▶ **Aim of the exercise**: Nothing may be dropped or altered: reproduce all the data.

─── Material provided

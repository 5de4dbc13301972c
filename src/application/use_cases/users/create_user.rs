use crate::application::access::{self, AuthUser};
use crate::application::errors::{ServiceError, ServiceResult};
use crate::application::ports::user_repository::{NewUser, UserRepository};
use crate::application::services::validation::{
    normalize_email, optional_text, require_text, validate_password,
};
use crate::application::use_cases::auth::register::hash_password;
use crate::domain::users::user::{User, UserRole};

#[derive(Debug, Clone, Default)]
pub struct CreateUserRequest {
    pub email: String,
    pub password: Option<String>,
    pub first_name: String,
    pub last_name: String,
    pub playa_name: Option<String>,
    pub phone: Option<String>,
    pub city: Option<String>,
    pub state_province: Option<String>,
    pub country: Option<String>,
    pub emergency_contact: Option<String>,
    pub role: Option<UserRole>,
    pub is_email_verified: Option<bool>,
    pub allow_registration: Option<bool>,
    pub allow_early_registration: Option<bool>,
    pub allow_deferred_dues_payment: Option<bool>,
    pub allow_no_job: Option<bool>,
    pub internal_notes: Option<String>,
}

pub struct CreateUser<'a, R: UserRepository + ?Sized> {
    pub repo: &'a R,
}

impl<'a, R: UserRepository + ?Sized> CreateUser<'a, R> {
    pub async fn execute(&self, actor: &AuthUser, req: CreateUserRequest) -> ServiceResult<User> {
        access::require_admin(actor)?;
        let email = normalize_email(&req.email)?;
        let first_name = require_text("first_name", &req.first_name)?;
        let last_name = require_text("last_name", &req.last_name)?;
        let password_hash = match req.password.as_deref() {
            Some(p) => {
                validate_password(p)?;
                Some(hash_password(p)?)
            }
            None => None,
        };
        if self.repo.find_by_email(&email).await?.is_some() {
            return Err(ServiceError::conflict(format!(
                "a user with email {email} already exists"
            )));
        }
        let user = self
            .repo
            .create_user(&NewUser {
                email,
                password_hash,
                first_name,
                last_name,
                playa_name: optional_text(req.playa_name),
                phone: optional_text(req.phone),
                city: optional_text(req.city),
                state_province: optional_text(req.state_province),
                country: optional_text(req.country),
                emergency_contact: optional_text(req.emergency_contact),
                role: req.role.unwrap_or(UserRole::Participant),
                is_email_verified: req.is_email_verified.unwrap_or(false),
                allow_registration: req.allow_registration.unwrap_or(true),
                allow_early_registration: req.allow_early_registration.unwrap_or(false),
                allow_deferred_dues_payment: req.allow_deferred_dues_payment.unwrap_or(false),
                allow_no_job: req.allow_no_job.unwrap_or(false),
                internal_notes: optional_text(req.internal_notes),
            })
            .await?;
        tracing::info!(user_id = %user.id, actor_id = %actor.id, role = user.role.as_str(), "user_created");
        Ok(user)
    }
}

#[cfg(test)]
mod tests {
    use super::*;
    use crate::application::test_support::{InMemoryStore, auth_user};

    fn request(email: &str) -> CreateUserRequest {
        CreateUserRequest {
            email: email.into(),
            first_name: "Ranger".into(),
            last_name: "Rick".into(),
            role: Some(UserRole::Staff),
            allow_no_job: Some(true),
            ..Default::default()
        }
    }

    #[tokio::test]
    async fn admin_creates_user_without_password() {
        let store = InMemoryStore::default();
        let admin = store.seed_user("admin@example.com", UserRole::Admin).await;
        let user = CreateUser { repo: &store }
            .execute(&auth_user(&admin), request("Ranger@Example.com"))
            .await
            .unwrap();
        assert_eq!(user.email, "ranger@example.com");
        assert_eq!(user.role, UserRole::Staff);
        assert!(user.allow_no_job);
        assert!(user.allow_registration);
    }

    #[tokio::test]
    async fn non_admin_is_forbidden() {
        let store = InMemoryStore::default();
        let staff = store.seed_user("staff@example.com", UserRole::Staff).await;
        let err = CreateUser { repo: &store }
            .execute(&auth_user(&staff), request("ranger@example.com"))
            .await
            .unwrap_err();
        assert!(matches!(err, ServiceError::Forbidden(_)));
    }

    #[tokio::test]
    async fn duplicate_email_conflicts() {
        let store = InMemoryStore::default();
        let admin = store.seed_user("admin@example.com", UserRole::Admin).await;
        let err = CreateUser { repo: &store }
            .execute(&auth_user(&admin), request("ADMIN@example.com"))
            .await
            .unwrap_err();
        assert!(matches!(err, ServiceError::Conflict(_)));
    }
}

──────

▶ **Exercise output**:
repository 5de4dbc13301972c
filename src/application/use_cases/users/create_user.rs
use crate::application::access::{self, AuthUser};
use crate::application::errors::{ServiceError, ServiceResult};
use crate::application::ports::user_repository::{NewUser, UserRepository};
use crate::application::services::validation::{
    normalize_email, optional_text, require_text, validate_password,
};
use crate::application::use_cases::auth::register::hash_password;
use crate::domain::users::user::{User, UserRole};

#[derive(Debug, Clone, Default)]
pub struct CreateUserRequest {
    pub email: String,
    pub password: Option<String>,
    pub first_name: String,
    pub last_name: String,
    pub playa_name: Option<String>,
    pub phone: Option<String>,
    pub city: Option<String>,
    pub state_province: Option<String>,
    pub country: Option<String>,
    pub emergency_contact: Option<String>,
    pub role: Option<UserRole>,
    pub is_email_verified: Option<bool>,
    pub allow_registration: Option<bool>,
    pub allow_early_registration: Option<bool>,
    pub allow_deferred_dues_payment: Option<bool>,
    pub allow_no_job: Option<bool>,
    pub internal_notes: Option<String>,
}

pub struct CreateUser<'a, R: UserRepository + ?Sized> {
    pub repo: &'a R,
}

impl<'a, R: UserRepository + ?Sized> CreateUser<'a, R> {
    pub async fn execute(&self, actor: &AuthUser, req: CreateUserRequest) -> ServiceResult<User> {
        access::require_admin(actor)?;
        let email = normalize_email(&req.email)?;
        let first_name = require_text("first_name", &req.first_name)?;
        let last_name = require_text("last_name", &req.last_name)?;
        let password_hash = match req.password.as_deref() {
            Some(p) => {
                validate_password(p)?;
                Some(hash_password(p)?)
            }
            None => None,
        };
        if self.repo.find_by_email(&email).await?.is_some() {
            return Err(ServiceError::conflict(format!(
                "a user with email {email} already exists"
            )));
        }
        let user = self
            .repo
            .create_user(&NewUser {
                email,
                password_hash,
                first_name,
                last_name,
                playa_name: optional_text(req.playa_name),
                phone: optional_text(req.phone),
                city: optional_text(req.city),
                state_province: optional_text(req.state_province),
                country: optional_text(req.country),
                emergency_contact: optional_text(req.emergency_contact),
                role: req.role.unwrap_or(UserRole::Participant),
                is_email_verified: req.is_email_verified.unwrap_or(false),
                allow_registration: req.allow_registration.unwrap_or(true),
                allow_early_registration: req.allow_early_registration.unwrap_or(false),
                allow_deferred_dues_payment: req.allow_deferred_dues_payment.unwrap_or(false),
                allow_no_job: req.allow_no_job.unwrap_or(false),
                internal_notes: optional_text(req.internal_notes),
            })
            .await?;
        tracing::info!(user_id = %user.id, actor_id = %actor.id, role = user.role.as_str(), "user_created");
        Ok(user)
    }
}

#[cfg(test)]
mod tests {
    use super::*;
    use crate::application::test_support::{InMemoryStore, auth_user};

    fn request(email: &str) -> CreateUserRequest {
        CreateUserRequest {
            email: email.into(),
            first_name: "Ranger".into(),
            last_name: "Rick".into(),
            role: Some(UserRole::Staff),
            allow_no_job: Some(true),
            ..Default::default()
        }
    }

    #[tokio::test]
    async fn admin_creates_user_without_password() {
        let store = InMemoryStore::default();
        let admin = store.seed_user("admin@example.com", UserRole::Admin).await;
        let user = CreateUser { repo: &store }
            .execute(&auth_user(&admin), request("Ranger@Example.com"))
            .await
            .unwrap();
        assert_eq!(user.email, "ranger@example.com");
        assert_eq!(user.role, UserRole::Staff);
        assert!(user.allow_no_job);
        assert!(user.allow_registration);
    }

    #[tokio::test]
    async fn non_admin_is_forbidden() {
        let store = InMemoryStore::default();
        let staff = store.seed_user("staff@example.com", UserRole::Staff).await;
        let err = CreateUser { repo: &store }
            .execute(&auth_user(&staff), request("ranger@example.com"))
            .await
            .unwrap_err();
        assert!(matches!(err, ServiceError::Forbidden(_)));
    }

    #[tokio::test]
    async fn duplicate_email_conflicts() {
        let store = InMemoryStore::default();
        let admin = store.seed_user("admin@example.com", UserRole::Admin).await;
        let err = CreateUser { repo: &store }
            .execute(&auth_user(&admin), request("ADMIN@example.com"))
            .await
            .unwrap_err();
        assert!(matches!(err, ServiceError::Conflict(_)));
    }
}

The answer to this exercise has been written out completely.